Collected data entries:
┄┄┄┄┄┄
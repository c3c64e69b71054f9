//! Chunking engine and stream drivers.
//!
//! - [`Chunker`] - stateless scanner over in-memory buffers
//! - [`ChunkIter`] - iterator that chunks a [`std::io::Read`] source

mod engine;
mod iter;
pub(crate) mod stream;

pub use engine::Chunker;
pub use iter::ChunkIter;
#![no_main]

use anchorcdc::{Chunker, MAX_MASK_BITS, MIN_MASK_BITS};
use libfuzzer_sys::fuzz_target;

fuzz_target!(|input: (u8, u16, Vec<u8>)| {
    let (bits, split, data) = input;
    let bits = MIN_MASK_BITS + u32::from(bits) % (MAX_MASK_BITS - MIN_MASK_BITS + 1);
    let chunker = Chunker::new(bits).unwrap();

    let mut chunks = Vec::new();
    let next = chunker
        .get_chunks(&mut chunks, &data, 0, data.len(), true)
        .unwrap();
    assert_eq!(next, data.len());

    // Coverage and contiguity
    let mut expected_offset = 0u64;
    for chunk in &chunks {
        assert_eq!(chunk.offset(), expected_offset);
        expected_offset = chunk.end();
    }
    assert_eq!(expected_offset, data.len() as u64);

    // Bounds: only the flushed tail may be short
    for (i, chunk) in chunks.iter().enumerate() {
        assert!(chunk.length() <= chunker.max_chunk_size() as u64);
        if i + 1 < chunks.len() {
            assert!(chunk.length() >= chunker.min_chunk_size() as u64);
        }
    }

    // Two-call continuation reproduces the single scan
    let split = usize::from(split).min(data.len());
    let mut resumed = Vec::new();
    let tail = chunker
        .get_chunks(&mut resumed, &data, 0, split, false)
        .unwrap();
    assert!(split - tail < chunker.max_chunk_size());
    chunker
        .get_chunks(&mut resumed, &data, tail, data.len(), true)
        .unwrap();
    assert_eq!(resumed, chunks);
});
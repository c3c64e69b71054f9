//! Async chunking over `futures_io::AsyncRead`.
//!
//! - [`chunk_async`] - creates an async stream of chunks from an async reader
//!
//! This module requires the `async-io` feature to be enabled.

mod stream;

pub use stream::{ChunkStream, chunk_async};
┄┄┄┄┄┄
=== Exercise ===
In the entries above, please find the line with "assert!(chunk.length() <= chunker.max_chunk_size()" and the line with "let tail = chunker", then write out exactly those two lines and every line between them, and nothing more.

=== Output below ===
        assert!(chunk.length() <= chunker.max_chunk_size() as u64);
        if i + 1 < chunks.len() {
            assert!(chunk.length() >= chunker.min_chunk_size() as u64);
        }
    }

    // Two-call continuation reproduces the single scan
    let split = usize::from(split).min(data.len());
    let mut resumed = Vec::new();
    let tail = chunker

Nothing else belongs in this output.